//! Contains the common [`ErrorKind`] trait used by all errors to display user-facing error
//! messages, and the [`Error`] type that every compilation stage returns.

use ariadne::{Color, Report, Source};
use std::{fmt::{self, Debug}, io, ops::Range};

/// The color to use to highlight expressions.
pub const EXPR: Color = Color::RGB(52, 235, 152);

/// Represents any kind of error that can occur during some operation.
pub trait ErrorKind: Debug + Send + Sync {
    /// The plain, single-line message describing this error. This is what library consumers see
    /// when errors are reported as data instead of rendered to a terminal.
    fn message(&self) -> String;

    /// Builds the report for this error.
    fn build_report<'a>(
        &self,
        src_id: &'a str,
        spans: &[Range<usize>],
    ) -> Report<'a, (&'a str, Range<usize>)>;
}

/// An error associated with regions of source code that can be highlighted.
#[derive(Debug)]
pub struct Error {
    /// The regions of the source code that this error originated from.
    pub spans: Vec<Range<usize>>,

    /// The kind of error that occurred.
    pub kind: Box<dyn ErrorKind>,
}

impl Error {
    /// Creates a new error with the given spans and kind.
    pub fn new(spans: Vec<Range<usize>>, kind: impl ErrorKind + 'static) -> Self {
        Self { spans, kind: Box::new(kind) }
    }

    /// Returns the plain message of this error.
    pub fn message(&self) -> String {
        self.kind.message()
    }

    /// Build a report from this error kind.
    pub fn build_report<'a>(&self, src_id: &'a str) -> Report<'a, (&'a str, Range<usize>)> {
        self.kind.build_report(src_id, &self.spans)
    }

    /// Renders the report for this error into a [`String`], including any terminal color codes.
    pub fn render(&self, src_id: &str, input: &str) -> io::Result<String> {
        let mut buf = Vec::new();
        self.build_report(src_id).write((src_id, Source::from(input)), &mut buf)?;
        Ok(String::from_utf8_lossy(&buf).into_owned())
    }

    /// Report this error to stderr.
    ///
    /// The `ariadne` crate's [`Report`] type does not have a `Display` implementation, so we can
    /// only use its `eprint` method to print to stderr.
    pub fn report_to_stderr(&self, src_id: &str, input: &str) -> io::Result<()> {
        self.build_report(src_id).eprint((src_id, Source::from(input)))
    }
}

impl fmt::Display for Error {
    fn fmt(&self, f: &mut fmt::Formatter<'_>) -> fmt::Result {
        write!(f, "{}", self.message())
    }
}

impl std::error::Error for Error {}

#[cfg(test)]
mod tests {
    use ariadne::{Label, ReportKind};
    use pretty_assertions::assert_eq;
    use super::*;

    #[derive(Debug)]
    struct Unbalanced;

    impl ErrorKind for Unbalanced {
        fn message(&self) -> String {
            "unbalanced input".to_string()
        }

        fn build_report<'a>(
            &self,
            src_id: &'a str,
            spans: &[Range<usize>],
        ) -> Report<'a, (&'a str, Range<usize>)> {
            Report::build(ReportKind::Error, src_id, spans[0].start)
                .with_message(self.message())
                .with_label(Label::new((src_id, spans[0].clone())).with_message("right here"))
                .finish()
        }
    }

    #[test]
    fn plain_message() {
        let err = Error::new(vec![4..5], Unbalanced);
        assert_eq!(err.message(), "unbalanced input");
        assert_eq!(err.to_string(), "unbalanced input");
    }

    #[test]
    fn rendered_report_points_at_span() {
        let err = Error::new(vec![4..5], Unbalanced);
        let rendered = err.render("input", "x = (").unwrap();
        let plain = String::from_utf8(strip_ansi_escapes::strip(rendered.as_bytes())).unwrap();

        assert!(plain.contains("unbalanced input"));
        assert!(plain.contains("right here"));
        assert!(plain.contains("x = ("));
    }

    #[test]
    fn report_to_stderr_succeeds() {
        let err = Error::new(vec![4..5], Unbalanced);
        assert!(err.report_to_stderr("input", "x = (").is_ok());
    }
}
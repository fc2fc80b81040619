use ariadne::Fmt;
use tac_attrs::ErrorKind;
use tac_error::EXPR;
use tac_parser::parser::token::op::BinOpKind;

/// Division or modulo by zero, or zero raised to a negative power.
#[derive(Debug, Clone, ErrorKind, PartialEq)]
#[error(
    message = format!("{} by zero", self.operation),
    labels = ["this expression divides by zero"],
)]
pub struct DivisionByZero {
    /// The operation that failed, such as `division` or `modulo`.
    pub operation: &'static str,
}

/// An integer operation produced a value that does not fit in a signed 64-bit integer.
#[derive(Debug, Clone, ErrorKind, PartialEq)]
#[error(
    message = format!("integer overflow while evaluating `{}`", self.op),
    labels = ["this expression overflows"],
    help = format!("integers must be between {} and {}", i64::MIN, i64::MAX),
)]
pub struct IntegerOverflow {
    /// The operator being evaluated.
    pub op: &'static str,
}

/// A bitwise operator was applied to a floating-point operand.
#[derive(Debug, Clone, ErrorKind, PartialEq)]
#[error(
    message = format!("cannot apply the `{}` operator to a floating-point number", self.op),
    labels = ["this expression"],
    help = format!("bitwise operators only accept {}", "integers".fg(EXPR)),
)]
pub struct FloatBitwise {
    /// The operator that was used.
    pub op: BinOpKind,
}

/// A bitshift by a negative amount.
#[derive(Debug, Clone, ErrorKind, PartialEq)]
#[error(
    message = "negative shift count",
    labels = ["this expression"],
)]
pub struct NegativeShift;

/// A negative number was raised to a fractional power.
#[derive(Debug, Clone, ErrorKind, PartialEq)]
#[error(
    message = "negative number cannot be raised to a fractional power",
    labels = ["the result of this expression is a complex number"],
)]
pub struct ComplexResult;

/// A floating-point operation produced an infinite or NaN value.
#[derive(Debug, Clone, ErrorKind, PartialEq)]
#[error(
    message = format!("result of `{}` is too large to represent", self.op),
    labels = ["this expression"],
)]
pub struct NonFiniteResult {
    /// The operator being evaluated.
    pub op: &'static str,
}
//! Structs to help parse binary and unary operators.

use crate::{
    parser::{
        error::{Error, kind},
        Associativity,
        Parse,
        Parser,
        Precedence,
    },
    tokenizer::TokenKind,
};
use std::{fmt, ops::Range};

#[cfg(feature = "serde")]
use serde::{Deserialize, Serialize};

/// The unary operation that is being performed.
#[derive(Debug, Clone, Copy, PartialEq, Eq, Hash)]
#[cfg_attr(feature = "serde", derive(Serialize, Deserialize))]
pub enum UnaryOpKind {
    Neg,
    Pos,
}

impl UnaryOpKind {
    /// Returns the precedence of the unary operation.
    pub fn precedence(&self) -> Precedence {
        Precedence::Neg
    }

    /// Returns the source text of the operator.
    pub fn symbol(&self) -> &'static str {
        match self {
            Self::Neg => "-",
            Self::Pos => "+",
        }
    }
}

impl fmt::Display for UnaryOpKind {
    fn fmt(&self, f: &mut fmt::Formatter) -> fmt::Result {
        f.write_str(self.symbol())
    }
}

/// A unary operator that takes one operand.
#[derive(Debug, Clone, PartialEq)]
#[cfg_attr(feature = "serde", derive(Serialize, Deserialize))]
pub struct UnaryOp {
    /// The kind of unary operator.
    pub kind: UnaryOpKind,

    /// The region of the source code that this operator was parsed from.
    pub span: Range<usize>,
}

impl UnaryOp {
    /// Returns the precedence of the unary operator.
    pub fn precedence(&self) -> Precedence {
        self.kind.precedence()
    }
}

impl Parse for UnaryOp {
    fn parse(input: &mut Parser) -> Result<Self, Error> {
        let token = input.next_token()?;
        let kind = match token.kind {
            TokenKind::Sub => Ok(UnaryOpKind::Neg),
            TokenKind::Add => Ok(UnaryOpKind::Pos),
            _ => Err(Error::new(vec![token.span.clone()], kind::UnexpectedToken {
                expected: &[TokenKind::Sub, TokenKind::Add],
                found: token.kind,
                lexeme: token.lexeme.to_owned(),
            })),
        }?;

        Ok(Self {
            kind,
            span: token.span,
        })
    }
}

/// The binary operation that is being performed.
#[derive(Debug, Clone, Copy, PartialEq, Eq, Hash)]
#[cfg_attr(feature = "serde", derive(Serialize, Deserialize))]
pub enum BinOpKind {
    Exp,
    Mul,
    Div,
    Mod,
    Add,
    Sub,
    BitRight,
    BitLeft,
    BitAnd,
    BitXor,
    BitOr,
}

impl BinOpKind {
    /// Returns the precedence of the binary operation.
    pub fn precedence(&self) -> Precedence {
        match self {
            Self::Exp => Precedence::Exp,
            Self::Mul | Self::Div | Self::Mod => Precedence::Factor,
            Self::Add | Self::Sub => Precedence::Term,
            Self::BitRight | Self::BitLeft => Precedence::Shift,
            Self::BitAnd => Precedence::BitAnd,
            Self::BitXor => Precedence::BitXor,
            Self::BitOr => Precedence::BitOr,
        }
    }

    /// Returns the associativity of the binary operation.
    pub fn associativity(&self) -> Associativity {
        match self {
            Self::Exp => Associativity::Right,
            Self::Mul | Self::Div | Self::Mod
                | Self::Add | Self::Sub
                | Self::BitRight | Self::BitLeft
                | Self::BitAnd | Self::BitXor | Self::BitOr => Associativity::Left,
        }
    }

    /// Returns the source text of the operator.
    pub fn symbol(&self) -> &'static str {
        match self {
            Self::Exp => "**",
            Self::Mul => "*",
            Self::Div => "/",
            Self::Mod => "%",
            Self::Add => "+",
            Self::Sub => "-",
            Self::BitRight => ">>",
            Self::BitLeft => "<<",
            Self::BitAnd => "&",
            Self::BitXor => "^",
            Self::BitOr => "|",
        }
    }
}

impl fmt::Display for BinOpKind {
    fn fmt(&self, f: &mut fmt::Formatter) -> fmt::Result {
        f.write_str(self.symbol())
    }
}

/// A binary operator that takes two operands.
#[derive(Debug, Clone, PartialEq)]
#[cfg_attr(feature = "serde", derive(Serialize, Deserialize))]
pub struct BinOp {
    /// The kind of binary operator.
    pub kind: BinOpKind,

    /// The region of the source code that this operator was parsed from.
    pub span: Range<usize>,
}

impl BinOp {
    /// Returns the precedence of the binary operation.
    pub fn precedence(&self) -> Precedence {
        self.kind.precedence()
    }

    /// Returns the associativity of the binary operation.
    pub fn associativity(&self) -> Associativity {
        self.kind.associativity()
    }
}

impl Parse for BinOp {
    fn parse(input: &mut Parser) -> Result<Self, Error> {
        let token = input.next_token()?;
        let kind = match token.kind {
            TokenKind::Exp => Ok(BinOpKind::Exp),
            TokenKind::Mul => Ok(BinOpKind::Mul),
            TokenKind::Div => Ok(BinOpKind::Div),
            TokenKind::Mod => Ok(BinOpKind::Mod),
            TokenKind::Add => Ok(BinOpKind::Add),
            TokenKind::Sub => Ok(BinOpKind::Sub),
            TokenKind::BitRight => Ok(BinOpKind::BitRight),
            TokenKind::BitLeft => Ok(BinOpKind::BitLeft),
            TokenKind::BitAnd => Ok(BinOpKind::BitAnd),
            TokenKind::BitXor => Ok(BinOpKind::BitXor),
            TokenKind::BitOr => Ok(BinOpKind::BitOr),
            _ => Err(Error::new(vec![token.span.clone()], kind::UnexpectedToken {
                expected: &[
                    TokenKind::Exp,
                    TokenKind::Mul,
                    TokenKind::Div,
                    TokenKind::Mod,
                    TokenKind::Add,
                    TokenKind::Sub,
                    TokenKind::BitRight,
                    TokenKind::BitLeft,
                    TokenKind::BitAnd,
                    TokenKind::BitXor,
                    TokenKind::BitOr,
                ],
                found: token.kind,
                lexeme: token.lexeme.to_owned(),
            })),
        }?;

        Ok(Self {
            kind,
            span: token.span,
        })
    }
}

┄┄┄┄┄┄

Task requirements —
Check each line of the material for the word "enum". State how many have it, and write nothing else.

Response to this task —
2